## DIRECTIONS
Word for word, give the entries back.

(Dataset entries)
= = =

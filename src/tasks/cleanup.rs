//! TTL Cleanup Task
//!
//! Background worker that periodically removes expired cache entries.

use std::io;
use std::sync::Arc;
use std::thread::{self, JoinHandle};
use std::time::Duration;

use parking_lot::Mutex;
use tokio::runtime::Builder;
use tokio::time::MissedTickBehavior;
use tokio_util::sync::CancellationToken;
use tracing::{debug, info, warn};

use crate::cache::Store;

const THREAD_NAME: &str = "mini-memcache-cleanup";

// == Cleanup Scheduler ==
/// Handle to a running cleanup worker.
///
/// The worker owns a dedicated thread driving a single-threaded tokio
/// runtime, so callers do not need a runtime of their own.
#[derive(Debug)]
pub struct CleanupScheduler {
    token: CancellationToken,
    handle: Mutex<Option<JoinHandle<()>>>,
}

impl CleanupScheduler {
    /// Starts sweeping `store` every `interval`.
    ///
    /// The first sweep happens one full interval after start.
    ///
    /// # Errors
    /// Returns the I/O error if the timer runtime or the worker thread
    /// cannot be created.
    pub fn start<T>(store: Arc<Store<T>>, interval: Duration) -> io::Result<Self>
    where
        T: Clone + Default + Send + Sync + 'static,
    {
        let runtime = Builder::new_current_thread().enable_time().build()?;
        let token = CancellationToken::new();
        let worker_token = token.clone();

        let handle = thread::Builder::new()
            .name(THREAD_NAME.to_string())
            .spawn(move || runtime.block_on(run(store, interval, worker_token)))?;

        info!(?interval, "TTL cleanup scheduler started");

        Ok(Self {
            token,
            handle: Mutex::new(Some(handle)),
        })
    }

    // == Shutdown ==
    /// Stops the worker and waits for it to exit.
    ///
    /// Only the first call joins the worker; later or concurrent calls
    /// return immediately.
    pub fn shutdown(&self) {
        self.token.cancel();

        let handle = self.handle.lock().take();
        if let Some(handle) = handle {
            if handle.join().is_err() {
                warn!("TTL cleanup worker panicked");
            }
            info!("TTL cleanup scheduler stopped");
        }
    }

    /// Returns true once shutdown has been requested.
    #[cfg(test)]
    fn is_stopped(&self) -> bool {
        self.token.is_cancelled()
    }
}

async fn run<T>(store: Arc<Store<T>>, interval: Duration, token: CancellationToken)
where
    T: Clone + Default,
{
    let mut ticker = tokio::time::interval(interval);
    ticker.set_missed_tick_behavior(MissedTickBehavior::Skip);
    // First tick completes immediately
    ticker.tick().await;

    loop {
        tokio::select! {
            _ = ticker.tick() => {
                let removed = store.remove_expired();
                if removed > 0 {
                    info!("TTL cleanup: removed {} expired entries", removed);
                } else {
                    debug!("TTL cleanup: no expired entries found");
                }
            }
            _ = token.cancelled() => break,
        }
    }
}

= = =

## ANSWER SPACE
filename src/tasks/cleanup.rs
//! TTL Cleanup Task
//!
//! Background worker that periodically removes expired cache entries.

use std::io;
use std::sync::Arc;
use std::thread::{self, JoinHandle};
use std::time::Duration;

use parking_lot::Mutex;
use tokio::runtime::Builder;
use tokio::time::MissedTickBehavior;
use tokio_util::sync::CancellationToken;
use tracing::{debug, info, warn};

use crate::cache::Store;

const THREAD_NAME: &str = "mini-memcache-cleanup";

// == Cleanup Scheduler ==
/// Handle to a running cleanup worker.
///
/// The worker owns a dedicated thread driving a single-threaded tokio
/// runtime, so callers do not need a runtime of their own.
#[derive(Debug)]
pub struct CleanupScheduler {
    token: CancellationToken,
    handle: Mutex<Option<JoinHandle<()>>>,
}

impl CleanupScheduler {
    /// Starts sweeping `store` every `interval`.
    ///
    /// The first sweep happens one full interval after start.
    ///
    /// # Errors
    /// Returns the I/O error if the timer runtime or the worker thread
    /// cannot be created.
    pub fn start<T>(store: Arc<Store<T>>, interval: Duration) -> io::Result<Self>
    where
        T: Clone + Default + Send + Sync + 'static,
    {
        let runtime = Builder::new_current_thread().enable_time().build()?;
        let token = CancellationToken::new();
        let worker_token = token.clone();

        let handle = thread::Builder::new()
            .name(THREAD_NAME.to_string())
            .spawn(move || runtime.block_on(run(store, interval, worker_token)))?;

        info!(?interval, "TTL cleanup scheduler started");

        Ok(Self {
            token,
            handle: Mutex::new(Some(handle)),
        })
    }

    // == Shutdown ==
    /// Stops the worker and waits for it to exit.
    ///
    /// Only the first call joins the worker; later or concurrent calls
    /// return immediately.
    pub fn shutdown(&self) {
        self.token.cancel();

        let handle = self.handle.lock().take();
        if let Some(handle) = handle {
            if handle.join().is_err() {
                warn!("TTL cleanup worker panicked");
            }
            info!("TTL cleanup scheduler stopped");
        }
    }

    /// Returns true once shutdown has been requested.
    #[cfg(test)]
    fn is_stopped(&self) -> bool {
        self.token.is_cancelled()
    }
}

async fn run<T>(store: Arc<Store<T>>, interval: Duration, token: CancellationToken)
where
    T: Clone + Default,
{
    let mut ticker = tokio::time::interval(interval);
    ticker.set_missed_tick_behavior(MissedTickBehavior::Skip);
    // First tick completes immediately
    ticker.tick().await;

    loop {
        tokio::select! {
            _ = ticker.tick() => {
                let removed = store.remove_expired();
                if removed > 0 {
                    info!("TTL cleanup: removed {} expired entries", removed);
                } else {
                    debug!("TTL cleanup: no expired entries found");
                }
            }
            _ = token.cancelled() => break,
        }
    }
}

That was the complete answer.